Monday, November 24, 2014
WHO HAS THE MOST POWER????
If you are a striving person, you like competition, you like:
to win, you enjoy power you don't mind extreme accountability, you like status
you are driven by recognition for your work.
Then it is quite natural that you want the top job.
If, however, you want to cause large change, you want time to think to reach good decisions, you enjoy collaboration, you want positive impact, you want to be pro-active not reactive, you want to do the right thing for the business----then maybe you don't really want the top job.
The CEO role or any other of ultimate accountability is incredibly constrained, unbelievably powerless, burdened by the weight of the enterprise and
the chief decision maker of decisions that "suck less".
Hard to believe? Ask a CEO how able she or he is to make something happen,
to make the right thing happen, to think about what is the right thing to happen. I remember one CEO I worked with who laughed and said, "I feel like I'm on a slow moving elephant heading toward a cliff guiding it with a feather switch".

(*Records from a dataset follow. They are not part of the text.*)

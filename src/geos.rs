use geozero::ToGeo;
use geozero::wkb::Wkb;
use md5::{Digest, Md5};

use crate::error::Result;

/// SRID applied to every stored geometry.
pub const SRID: i32 = 4269;

/// Canonical WKB for `POLYGON EMPTY` (little-endian, zero rings). All
/// missing shapes normalize to these bytes so they collapse to one bin.
pub const EMPTY_POLYGON_WKB: [u8; 9] = [0x01, 0x03, 0x00, 0x00, 0x00, 0x00, 0x00, 0x00, 0x00];

/// Canonical WKB for `POINT EMPTY` (little-endian, NaN coordinates).
pub const EMPTY_POINT_WKB: [u8; 21] = [
    0x01, 0x01, 0x00, 0x00, 0x00, // little-endian point
    0x00, 0x00, 0x00, 0x00, 0x00, 0x00, 0xf8, 0x7f, // x = NaN
    0x00, 0x00, 0x00, 0x00, 0x00, 0x00, 0xf8, 0x7f, // y = NaN
];

/// MD5 digest over WKB bytes; the content address of a shape.
pub fn geometry_hash(wkb: &[u8]) -> Vec<u8> {
    let mut hasher = Md5::new();
    hasher.update(wkb);
    hasher.finalize().to_vec()
}

pub fn empty_polygon_hash() -> Vec<u8> {
    geometry_hash(&EMPTY_POLYGON_WKB)
}

fn decode(wkb: &[u8], what: &str) -> Result<()> {
    if wkb == EMPTY_POLYGON_WKB || wkb == EMPTY_POINT_WKB {
        return Ok(());
    }
    let _geom: geo_types::Geometry<f64> = Wkb(wkb.to_vec()).to_geo().map_err(|err| {
        crate::error::Error::BulkCreate {
            message: format!("failed to decode {} WKB: {}", what, err),
            paths: Vec::new(),
        }
    })?;
    Ok(())
}

/// Normalizes an optional shape payload: missing shapes become the empty
/// polygon, present shapes must decode as WKB.
pub fn normalize_shape(wkb: Option<&[u8]>) -> Result<Vec<u8>> {
    match wkb {
        Some(bytes) => {
            decode(bytes, "geography")?;
            Ok(bytes.to_vec())
        }
        None => Ok(EMPTY_POLYGON_WKB.to_vec()),
    }
}

/// Normalizes an optional internal-point payload.
pub fn normalize_point(wkb: Option<&[u8]>) -> Result<Vec<u8>> {
    match wkb {
        Some(bytes) => {
            decode(bytes, "internal point")?;
            Ok(bytes.to_vec())
        }
        None => Ok(EMPTY_POINT_WKB.to_vec()),
    }
}

#[cfg(test)]
pub(crate) mod tests {
    use super::*;

    /// Little-endian WKB for a polygon with one ring.
    pub(crate) fn polygon_wkb(ring: &[(f64, f64)]) -> Vec<u8> {
        let mut out = vec![0x01, 0x03, 0x00, 0x00, 0x00, 0x01, 0x00, 0x00, 0x00];
        out.extend((ring.len() as u32).to_le_bytes());
        for (x, y) in ring {
            out.extend(x.to_le_bytes());
            out.extend(y.to_le_bytes());
        }
        out
    }

    pub(crate) fn unit_box_wkb() -> Vec<u8> {
        polygon_wkb(&[(0.0, 0.0), (1.0, 0.0), (1.0, 1.0), (0.0, 1.0), (0.0, 0.0)])
    }

    #[test]
    fn missing_shapes_collapse_to_one_hash() {
        let a = normalize_shape(None).unwrap();
        let b = normalize_shape(Some(&EMPTY_POLYGON_WKB)).unwrap();
        assert_eq!(geometry_hash(&a), geometry_hash(&b));
        assert_eq!(geometry_hash(&a), empty_polygon_hash());
    }

    #[test]
    fn distinct_shapes_hash_differently() {
        let unit = unit_box_wkb();
        let shifted = polygon_wkb(&[(0.0, 0.0), (2.0, 0.0), (2.0, 2.0), (0.0, 2.0), (0.0, 0.0)]);
        assert_ne!(geometry_hash(&unit), geometry_hash(&shifted));
    }

    #[test]
    fn valid_wkb_round_trips() {
        let unit = unit_box_wkb();
        assert_eq!(normalize_shape(Some(&unit)).unwrap(), unit);
    }

    #[test]
    fn garbage_wkb_is_rejected() {
        assert!(normalize_shape(Some(&[0xde, 0xad, 0xbe, 0xef])).is_err());
        assert!(normalize_point(Some(&[0x00])).is_err());
    }

    #[test]
    fn hash_is_md5_sized() {
        assert_eq!(geometry_hash(&EMPTY_POINT_WKB).len(), 16);
    }
}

There can be much more power and flexibility and satisfaction in a number two role. You can speak more freely, act more creatively, rock the boat more
effectively and collaborate easily. A number two person or team has the right balance of freedom and power to truly function.
I'm saying, "THE CEO ROLE ISN'T ALL IT'S CRACKED UP TO BE". Don't be blinded by the status, the perks, the office, the salary if you like quite a bit of intrinsic satisfaction. I'm just saying---- think twice before you reject a number two position and don't be surprised if becoming CEO, you think to yourself, "What just happened to me?"